Definition
An electronic circuit that counts the number of voltage pulses it receives over a given period and produces an output proportional to that count. In aviation electronics, pulse counters are commonly used in tachometers, fuel-flow indicators, and frequency measurement circuits where a rotating or repeating event generates pulses that need to be totalled or converted into a usable reading.
Plain English
A circuit that counts electrical pulses and turns that count into a number you can read or use, such as engine RPM or fuel flow.
Context Anchor
Seen in discussions of electronic aircraft instruments, engine monitoring, fuel-flow measurement, and other systems that turn sensor signals into cockpit indications.
Derivation
Pulse comes from a word meaning a beat or push.

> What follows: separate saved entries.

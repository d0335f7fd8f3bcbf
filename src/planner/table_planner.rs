use crate::config::JoinStrategy;
use crate::materialize::{HashJoinPlan, MergeJoinPlan, NestedJoinPlan};
use crate::query::{
    Operator, Plan, PlanRef, Predicate, ProductPlan, SelectPlan, TablePlan, Term,
};
use crate::storage::{Catalog, Transaction};
use crate::types::Schema;
use eyre::Result;
use std::sync::Arc;

/// Builds the candidate plans for adding one table to a join order.
pub struct TablePlanner {
    tx: Transaction,
    table: String,
    plan: PlanRef,
    pred: Predicate,
}

impl TablePlanner {
    pub fn new(catalog: &Catalog, tx: &Transaction, table: &str, pred: &Predicate) -> Result<Self> {
        let plan: PlanRef = Arc::new(TablePlan::new(catalog, table)?);
        Ok(Self {
            tx: tx.clone(),
            table: table.to_string(),
            plan,
            pred: pred.clone(),
        })
    }

    pub fn table_name(&self) -> &str {
        &self.table
    }

    fn schema(&self) -> &Schema {
        self.plan.schema()
    }

    /// The table filtered by every term that only mentions it.
    pub fn make_select_plan(&self) -> PlanRef {
        self.add_select_pred(Arc::clone(&self.plan))
    }

    /// Joins this table onto `current`, or `None` if no term of the
    /// predicate connects them.
    pub fn make_join_plan(&self, current: &PlanRef) -> Result<Option<PlanRef>> {
        let Some(join_pred) = self.pred.join_sub_pred(self.schema(), current.schema()) else {
            return Ok(None);
        };
        let Some((outer_field, inner_field, term)) = self.equijoin_term(&join_pred, current) else {
            let product = self.make_product_plan(current);
            return Ok(Some(Arc::new(SelectPlan::new(product, join_pred))));
        };

        let inner = self.make_select_plan();
        let outer = Arc::clone(current);
        let join: PlanRef = match self.tx.config().join_strategy() {
            JoinStrategy::Hash => Arc::new(HashJoinPlan::new(
                &self.tx,
                outer,
                inner,
                &outer_field,
                &inner_field,
            )?),
            JoinStrategy::NestedLoop => {
                Arc::new(NestedJoinPlan::new(outer, inner, &outer_field, &inner_field)?)
            }
            JoinStrategy::Merge => Arc::new(MergeJoinPlan::new(
                &self.tx,
                outer,
                inner,
                &outer_field,
                &inner_field,
            )?),
        };

        let rest = join_pred
            .terms()
            .iter()
            .filter(|t| **t != term)
            .cloned()
            .fold(Predicate::new(), Predicate::with_term);
        if rest.is_empty() {
            Ok(Some(join))
        } else {
            Ok(Some(Arc::new(SelectPlan::new(join, rest))))
        }
    }

    /// Cross product of `current` with this table's selection plan.
    pub fn make_product_plan(&self, current: &PlanRef) -> PlanRef {
        Arc::new(ProductPlan::new(
            Arc::clone(current),
            self.make_select_plan(),
        ))
    }

    fn add_select_pred(&self, plan: PlanRef) -> PlanRef {
        match self.pred.select_sub_pred(self.schema()) {
            Some(pred) => Arc::new(SelectPlan::new(plan, pred)),
            None => plan,
        }
    }

    /// First `current.f = this.g` term of `join_pred`, as `(f, g, term)`.
    fn equijoin_term(&self, join_pred: &Predicate, current: &PlanRef) -> Option<(String, String, Term)> {
        join_pred.terms().iter().find_map(|term| {
            if term.operator() != Operator::Eq {
                return None;
            }
            let lhs = term.lhs().as_field()?;
            let rhs = term.rhs().as_field()?;
            if current.schema().has_field(lhs) && self.schema().has_field(rhs) {
                Some((lhs.to_string(), rhs.to_string(), term.clone()))
            } else if current.schema().has_field(rhs) && self.schema().has_field(lhs) {
                Some((rhs.to_string(), lhs.to_string(), term.clone()))
            } else {
                None
            }
        })
    }
}

#[cfg(test)]
mod tests {
    use super::*;
    use crate::config::EngineConfig;
    use crate::query::{collect_rows, Expression};
    use crate::test_util::{int_table, ints};

    fn setup(strategy: JoinStrategy) -> (Catalog, Transaction, PlanRef) {
        let tx = Transaction::new(EngineConfig::default().with_join_strategy(strategy));
        let catalog = Catalog::new();
        let current = int_table(&catalog, &tx, "a", &["x"], &[&[1], &[2], &[3]]);
        int_table(&catalog, &tx, "b", &["y", "z"], &[&[1, 10], &[3, 30], &[3, 31]]);
        (catalog, tx, current)
    }

    fn join_pred() -> Predicate {
        Predicate::from_term(Term::equality(Expression::field("x"), Expression::field("y")))
    }

    #[test]
    fn every_strategy_produces_the_same_join() {
        for strategy in [JoinStrategy::Hash, JoinStrategy::NestedLoop, JoinStrategy::Merge] {
            let (catalog, tx, current) = setup(strategy);
            let planner = TablePlanner::new(&catalog, &tx, "b", &join_pred()).unwrap();
            let plan = planner.make_join_plan(&current).unwrap().unwrap();

            let mut rows = ints(collect_rows(&mut plan.open().unwrap(), &["x", "z"]).unwrap());
            rows.sort();
            assert_eq!(rows, vec![vec![1, 10], vec![3, 30], vec![3, 31]], "{}", strategy.name());
        }
    }

    #[test]
    fn unrelated_table_has_no_join_plan() {
        let (catalog, tx, current) = setup(JoinStrategy::Hash);
        let pred = Predicate::from_term(Term::new(
            Expression::field("z"),
            Operator::Gt,
            Expression::constant(10),
        ));
        let planner = TablePlanner::new(&catalog, &tx, "b", &pred).unwrap();
        assert!(planner.make_join_plan(&current).unwrap().is_none());
        assert_eq!(planner.make_select_plan().records_output(), 1);
    }

    #[test]
    fn non_equality_join_falls_back_to_filtered_product() {
        let (catalog, tx, current) = setup(JoinStrategy::Hash);
        let pred = Predicate::from_term(Term::new(
            Expression::field("x"),
            Operator::Lt,
            Expression::field("y"),
        ));
        let planner = TablePlanner::new(&catalog, &tx, "b", &pred).unwrap();
        let plan = planner.make_join_plan(&current).unwrap().unwrap();
        let rows = collect_rows(&mut plan.open().unwrap(), &["x", "y"]).unwrap();
        assert_eq!(rows.len(), 4);
    }
}
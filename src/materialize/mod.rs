//! # Materializing Operators
//!
//! Operators in this module read (part of) their input into temp tables
//! before producing rows. All of that work happens in `Plan::open()`; the
//! returned scans only read what was materialized. Block estimates exclude
//! the one-time materialization cost.
//!
//! ## Operators
//!
//! | Plan | Materializes | Output order |
//! |------|--------------|--------------|
//! | `MaterializePlan` | a copy of the input | input order |
//! | `SortPlan` | sorted runs (+ deduplicated run) | by `OrderData` |
//! | `NestedJoinPlan` | nothing | left-major |
//! | `HashJoinPlan` | one temp table per non-empty bucket per side | by bucket |
//! | `MergeJoinPlan` | both inputs, sorted on the join fields | by join key |
//! | `GroupByPlan` | input sorted on the group fields | by group key |
//!
//! ## Module Structure
//!
//! - `order`: `OrderData` and `RecordComparator`
//! - `materialized`: `MaterializePlan` and the block-count formula
//! - `sort`: external merge sort with optional distinct
//! - `nested_join`, `hash_join`, `merge_join`: equijoin algorithms
//! - `aggregate`: `AggregationFn`
//! - `group_by`: `GroupByPlan`

mod aggregate;
mod group_by;
mod hash_join;
mod materialized;
mod merge_join;
mod nested_join;
mod order;
mod sort;

pub use aggregate::AggregationFn;
pub use group_by::{GroupByPlan, GroupByScan};
pub use hash_join::{HashJoinPlan, HashJoinScan};
pub use materialized::{materialized_blocks, MaterializePlan};
pub use merge_join::{MergeJoinPlan, MergeJoinScan};
pub use nested_join::{NestedJoinPlan, NestedJoinScan};
pub use order::{OrderData, OrderKey, RecordComparator};
pub use sort::{SortPlan, SortPosition, SortScan};
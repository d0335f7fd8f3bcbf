//! # relq Configuration Constants
//!
//! This module centralizes the tuning constants used by the execution core.
//! Interdependent values are co-located and their relationships enforced
//! through compile-time assertions.
//!
//! ## Dependency Graph
//!
//! ```text
//! DEFAULT_BLOCK_SIZE (400 bytes)
//!       │
//!       └─> records per block = DEFAULT_BLOCK_SIZE / slot size
//!             slot size = RECORD_FLAG_SIZE + Σ field sizes
//!             field size = INT_FIELD_SIZE          (Int)
//!                        = STR_LENGTH_PREFIX + n   (Str(n))
//!             MIN_BLOCK_SIZE guarantees at least one Int field fits
//!
//! HASH_JOIN_BUCKETS (100)
//!       │
//!       └─> number of temp tables per join side, at most
//! ```
//!
//! ## Critical Invariants
//!
//! 1. `DEFAULT_BLOCK_SIZE >= MIN_BLOCK_SIZE`
//! 2. `HASH_JOIN_BUCKETS > 0` (bucket index is `hash mod HASH_JOIN_BUCKETS`)
//!
//! ## Usage
//!
//! ```ignore
//! use relq::config::{DEFAULT_BLOCK_SIZE, HASH_JOIN_BUCKETS};
//! ```

// ============================================================================
// RECORD LAYOUT
// Used by cost formulas to turn record counts into block counts
// ============================================================================

/// Size of a block in bytes. Cost estimates are expressed in blocks.
pub const DEFAULT_BLOCK_SIZE: usize = 400;

/// Per-slot in-use flag.
pub const RECORD_FLAG_SIZE: usize = 4;

/// Bytes occupied by an integer field.
pub const INT_FIELD_SIZE: usize = 8;

/// Length prefix stored in front of every string field.
pub const STR_LENGTH_PREFIX: usize = 4;

/// Smallest block that can hold a record with a single integer field.
pub const MIN_BLOCK_SIZE: usize = RECORD_FLAG_SIZE + INT_FIELD_SIZE;

const _: () = assert!(
    DEFAULT_BLOCK_SIZE >= MIN_BLOCK_SIZE,
    "DEFAULT_BLOCK_SIZE must hold at least one single-field record"
);

// ============================================================================
// JOIN CONFIGURATION
// ============================================================================

/// Number of partitions used by the hash join on each side.
pub const HASH_JOIN_BUCKETS: usize = 100;

const _: () = assert!(HASH_JOIN_BUCKETS > 0, "HASH_JOIN_BUCKETS must be non-zero");

// ============================================================================
// ESTIMATION
// ============================================================================

/// Reduction factor assumed for range comparisons (`<`, `>`, `<=`, `>=`, `<>`)
/// when no histogram is available.
pub const RANGE_REDUCTION_FACTOR: usize = 3;

/// Prefix of names given to temporary tables.
pub const TEMP_TABLE_PREFIX: &str = "temp";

In electronics, a pulse is one brief signal, like a single beat. Counter simply means something that counts, so a pulse counter counts those brief signals.
Why Pilots Care
It provides accurate engine RPM and operating-hour data used for performance monitoring and scheduling maintenance.
Analogy
A pulse counter is like a turnstile counter at an entrance: each person passing through adds one count. In the aircraft system, each electrical pulse adds one count.
Grounding Statement
Each pulse is one small electrical “tick,” and the pulse counter keeps track of those ticks.
Intuition Check
Do not read counter as a countertop or control desk here. In this term, counter means a device that counts, and pulse means a brief electrical signal, not a heartbeat.
Example Sentence 1
The digital tachometer uses a pulse counter to convert magnetic sensor pulses from the engine into an RPM reading on the display.
Example Sentence 2
During preflight the pilot verified that the pulse counter reading matched the expected RPM at idle power.